>>>
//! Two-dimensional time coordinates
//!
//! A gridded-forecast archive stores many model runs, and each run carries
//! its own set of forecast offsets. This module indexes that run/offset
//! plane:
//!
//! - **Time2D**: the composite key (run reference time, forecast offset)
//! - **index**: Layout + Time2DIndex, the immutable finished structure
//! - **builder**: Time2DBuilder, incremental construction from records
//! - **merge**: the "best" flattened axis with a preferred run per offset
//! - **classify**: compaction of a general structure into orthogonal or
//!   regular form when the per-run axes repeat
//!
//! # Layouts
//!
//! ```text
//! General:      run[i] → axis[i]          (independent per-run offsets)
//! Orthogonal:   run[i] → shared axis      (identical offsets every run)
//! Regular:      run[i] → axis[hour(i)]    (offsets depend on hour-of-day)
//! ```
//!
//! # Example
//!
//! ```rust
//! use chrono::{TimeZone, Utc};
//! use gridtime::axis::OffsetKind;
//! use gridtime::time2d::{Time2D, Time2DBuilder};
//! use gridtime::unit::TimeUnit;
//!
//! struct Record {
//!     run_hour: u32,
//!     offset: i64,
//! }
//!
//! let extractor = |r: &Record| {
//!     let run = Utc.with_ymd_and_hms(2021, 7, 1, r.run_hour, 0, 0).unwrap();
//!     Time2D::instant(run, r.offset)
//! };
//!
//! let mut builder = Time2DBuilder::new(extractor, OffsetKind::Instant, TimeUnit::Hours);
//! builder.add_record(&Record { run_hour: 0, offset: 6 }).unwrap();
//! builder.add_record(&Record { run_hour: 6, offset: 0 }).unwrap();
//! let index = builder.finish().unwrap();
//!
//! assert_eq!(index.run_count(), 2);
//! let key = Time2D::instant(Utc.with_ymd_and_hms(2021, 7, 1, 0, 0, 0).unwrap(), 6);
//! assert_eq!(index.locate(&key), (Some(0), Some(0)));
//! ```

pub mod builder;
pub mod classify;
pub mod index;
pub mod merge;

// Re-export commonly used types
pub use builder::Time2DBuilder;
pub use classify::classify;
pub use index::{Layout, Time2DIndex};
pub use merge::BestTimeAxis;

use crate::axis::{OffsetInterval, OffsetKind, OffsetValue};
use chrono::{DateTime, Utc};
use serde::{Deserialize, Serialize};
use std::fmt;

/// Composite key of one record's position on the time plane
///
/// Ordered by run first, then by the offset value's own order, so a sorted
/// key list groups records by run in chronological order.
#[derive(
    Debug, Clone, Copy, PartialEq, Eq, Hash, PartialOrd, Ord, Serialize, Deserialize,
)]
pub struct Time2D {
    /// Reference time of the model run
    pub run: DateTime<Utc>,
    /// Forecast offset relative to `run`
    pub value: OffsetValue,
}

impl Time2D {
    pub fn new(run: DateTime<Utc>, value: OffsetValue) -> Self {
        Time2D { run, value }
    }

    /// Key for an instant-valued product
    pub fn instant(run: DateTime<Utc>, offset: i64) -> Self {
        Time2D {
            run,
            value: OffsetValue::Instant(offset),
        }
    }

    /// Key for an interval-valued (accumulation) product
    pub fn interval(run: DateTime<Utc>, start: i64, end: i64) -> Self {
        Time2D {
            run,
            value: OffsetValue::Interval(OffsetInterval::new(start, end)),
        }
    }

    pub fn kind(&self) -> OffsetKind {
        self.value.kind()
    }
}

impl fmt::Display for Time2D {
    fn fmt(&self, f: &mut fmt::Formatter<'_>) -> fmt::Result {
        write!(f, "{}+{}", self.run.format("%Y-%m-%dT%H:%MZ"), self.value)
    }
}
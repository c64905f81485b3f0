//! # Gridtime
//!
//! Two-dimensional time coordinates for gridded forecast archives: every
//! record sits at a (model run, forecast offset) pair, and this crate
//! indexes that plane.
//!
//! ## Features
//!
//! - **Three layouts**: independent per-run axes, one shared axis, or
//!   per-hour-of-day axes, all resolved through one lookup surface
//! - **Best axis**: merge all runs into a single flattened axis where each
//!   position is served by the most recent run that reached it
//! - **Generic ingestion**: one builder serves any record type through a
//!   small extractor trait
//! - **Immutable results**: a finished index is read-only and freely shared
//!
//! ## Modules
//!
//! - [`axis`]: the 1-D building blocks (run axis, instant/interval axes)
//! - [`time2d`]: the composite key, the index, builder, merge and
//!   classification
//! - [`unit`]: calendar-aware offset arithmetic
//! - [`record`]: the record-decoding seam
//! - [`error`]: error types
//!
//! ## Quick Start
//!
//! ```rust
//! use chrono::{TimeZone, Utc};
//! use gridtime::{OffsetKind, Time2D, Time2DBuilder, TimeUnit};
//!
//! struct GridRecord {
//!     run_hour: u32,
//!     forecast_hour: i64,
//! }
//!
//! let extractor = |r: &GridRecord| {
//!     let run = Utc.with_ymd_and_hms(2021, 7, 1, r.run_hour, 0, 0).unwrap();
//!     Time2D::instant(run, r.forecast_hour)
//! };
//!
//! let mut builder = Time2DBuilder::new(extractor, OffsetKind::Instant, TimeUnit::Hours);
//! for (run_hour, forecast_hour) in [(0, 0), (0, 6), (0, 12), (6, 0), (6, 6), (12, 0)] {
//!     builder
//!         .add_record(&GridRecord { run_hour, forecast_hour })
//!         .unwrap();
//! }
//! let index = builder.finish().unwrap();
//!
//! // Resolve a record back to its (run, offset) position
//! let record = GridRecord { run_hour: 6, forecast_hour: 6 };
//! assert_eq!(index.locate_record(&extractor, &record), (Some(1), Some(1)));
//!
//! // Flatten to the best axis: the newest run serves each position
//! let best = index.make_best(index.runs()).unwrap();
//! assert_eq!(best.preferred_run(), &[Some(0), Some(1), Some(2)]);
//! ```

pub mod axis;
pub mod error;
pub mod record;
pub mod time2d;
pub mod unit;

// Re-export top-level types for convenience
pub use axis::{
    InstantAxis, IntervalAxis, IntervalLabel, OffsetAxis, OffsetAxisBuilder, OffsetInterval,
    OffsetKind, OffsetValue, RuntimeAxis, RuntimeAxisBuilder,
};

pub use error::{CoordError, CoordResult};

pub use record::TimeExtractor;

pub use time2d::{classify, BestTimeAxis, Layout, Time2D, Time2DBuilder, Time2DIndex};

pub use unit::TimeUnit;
<<<
[ACTION ITEM]
Exactly as written, give the records again.

[EXERCISE RESULT]
//! Two-dimensional time coordinates
//!
//! A gridded-forecast archive stores many model runs, and each run carries
//! its own set of forecast offsets. This module indexes that run/offset
//! plane:
//!
//! - **Time2D**: the composite key (run reference time, forecast offset)
//! - **index**: Layout + Time2DIndex, the immutable finished structure
//! - **builder**: Time2DBuilder, incremental construction from records
//! - **merge**: the "best" flattened axis with a preferred run per offset
//! - **classify**: compaction of a general structure into orthogonal or
//!   regular form when the per-run axes repeat
//!
//! # Layouts
//!
//! ```text
//! General:      run[i] → axis[i]          (independent per-run offsets)
//! Orthogonal:   run[i] → shared axis      (identical offsets every run)
//! Regular:      run[i] → axis[hour(i)]    (offsets depend on hour-of-day)
//! ```
//!
//! # Example
//!
//! ```rust
//! use chrono::{TimeZone, Utc};
//! use gridtime::axis::OffsetKind;
//! use gridtime::time2d::{Time2D, Time2DBuilder};
//! use gridtime::unit::TimeUnit;
//!
//! struct Record {
//!     run_hour: u32,
//!     offset: i64,
//! }
//!
//! let extractor = |r: &Record| {
//!     let run = Utc.with_ymd_and_hms(2021, 7, 1, r.run_hour, 0, 0).unwrap();
//!     Time2D::instant(run, r.offset)
//! };
//!
//! let mut builder = Time2DBuilder::new(extractor, OffsetKind::Instant, TimeUnit::Hours);
//! builder.add_record(&Record { run_hour: 0, offset: 6 }).unwrap();
//! builder.add_record(&Record { run_hour: 6, offset: 0 }).unwrap();
//! let index = builder.finish().unwrap();
//!
//! assert_eq!(index.run_count(), 2);
//! let key = Time2D::instant(Utc.with_ymd_and_hms(2021, 7, 1, 0, 0, 0).unwrap(), 6);
//! assert_eq!(index.locate(&key), (Some(0), Some(0)));
//! ```

pub mod builder;
pub mod classify;
pub mod index;
pub mod merge;

// Re-export commonly used types
pub use builder::Time2DBuilder;
pub use classify::classify;
pub use index::{Layout, Time2DIndex};
pub use merge::BestTimeAxis;

use crate::axis::{OffsetInterval, OffsetKind, OffsetValue};
use chrono::{DateTime, Utc};
use serde::{Deserialize, Serialize};
use std::fmt;

/// Composite key of one record's position on the time plane
///
/// Ordered by run first, then by the offset value's own order, so a sorted
/// key list groups records by run in chronological order.
#[derive(
    Debug, Clone, Copy, PartialEq, Eq, Hash, PartialOrd, Ord, Serialize, Deserialize,
)]
pub struct Time2D {
    /// Reference time of the model run
    pub run: DateTime<Utc>,
    /// Forecast offset relative to `run`
    pub value: OffsetValue,
}

impl Time2D {
    pub fn new(run: DateTime<Utc>, value: OffsetValue) -> Self {
        Time2D { run, value }
    }

    /// Key for an instant-valued product
    pub fn instant(run: DateTime<Utc>, offset: i64) -> Self {
        Time2D {
            run,
            value: OffsetValue::Instant(offset),
        }
    }

    /// Key for an interval-valued (accumulation) product
    pub fn interval(run: DateTime<Utc>, start: i64, end: i64) -> Self {
        Time2D {
            run,
            value: OffsetValue::Interval(OffsetInterval::new(start, end)),
        }
    }

    pub fn kind(&self) -> OffsetKind {
        self.value.kind()
    }
}

impl fmt::Display for Time2D {
    fn fmt(&self, f: &mut fmt::Formatter<'_>) -> fmt::Result {
        write!(f, "{}+{}", self.run.format("%Y-%m-%dT%H:%MZ"), self.value)
    }
}
repository c64905f81485b3f0
//! # Gridtime
//!
//! Two-dimensional time coordinates for gridded forecast archives: every
//! record sits at a (model run, forecast offset) pair, and this crate
//! indexes that plane.
//!
//! ## Features
//!
//! - **Three layouts**: independent per-run axes, one shared axis, or
//!   per-hour-of-day axes, all resolved through one lookup surface
//! - **Best axis**: merge all runs into a single flattened axis where each
//!   position is served by the most recent run that reached it
//! - **Generic ingestion**: one builder serves any record type through a
//!   small extractor trait
//! - **Immutable results**: a finished index is read-only and freely shared
//!
//! ## Modules
//!
//! - [`axis`]: the 1-D building blocks (run axis, instant/interval axes)
//! - [`time2d`]: the composite key, the index, builder, merge and
//!   classification
//! - [`unit`]: calendar-aware offset arithmetic
//! - [`record`]: the record-decoding seam
//! - [`error`]: error types
//!
//! ## Quick Start
//!
//! ```rust
//! use chrono::{TimeZone, Utc};
//! use gridtime::{OffsetKind, Time2D, Time2DBuilder, TimeUnit};
//!
//! struct GridRecord {
//!     run_hour: u32,
//!     forecast_hour: i64,
//! }
//!
//! let extractor = |r: &GridRecord| {
//!     let run = Utc.with_ymd_and_hms(2021, 7, 1, r.run_hour, 0, 0).unwrap();
//!     Time2D::instant(run, r.forecast_hour)
//! };
//!
//! let mut builder = Time2DBuilder::new(extractor, OffsetKind::Instant, TimeUnit::Hours);
//! for (run_hour, forecast_hour) in [(0, 0), (0, 6), (0, 12), (6, 0), (6, 6), (12, 0)] {
//!     builder
//!         .add_record(&GridRecord { run_hour, forecast_hour })
//!         .unwrap();
//! }
//! let index = builder.finish().unwrap();
//!
//! // Resolve a record back to its (run, offset) position
//! let record = GridRecord { run_hour: 6, forecast_hour: 6 };
//! assert_eq!(index.locate_record(&extractor, &record), (Some(1), Some(1)));
//!
//! // Flatten to the best axis: the newest run serves each position
//! let best = index.make_best(index.runs()).unwrap();
//! assert_eq!(best.preferred_run(), &[Some(0), Some(1), Some(2)]);
//! ```

pub mod axis;
pub mod error;
pub mod record;
pub mod time2d;
pub mod unit;

// Re-export top-level types for convenience
pub use axis::{
    InstantAxis, IntervalAxis, IntervalLabel, OffsetAxis, OffsetAxisBuilder, OffsetInterval,
    OffsetKind, OffsetValue, RuntimeAxis, RuntimeAxisBuilder,
};

pub use error::{CoordError, CoordResult};

pub use record::TimeExtractor;

pub use time2d::{classify, BestTimeAxis, Layout, Time2D, Time2DBuilder, Time2DIndex};

pub use unit::TimeUnit;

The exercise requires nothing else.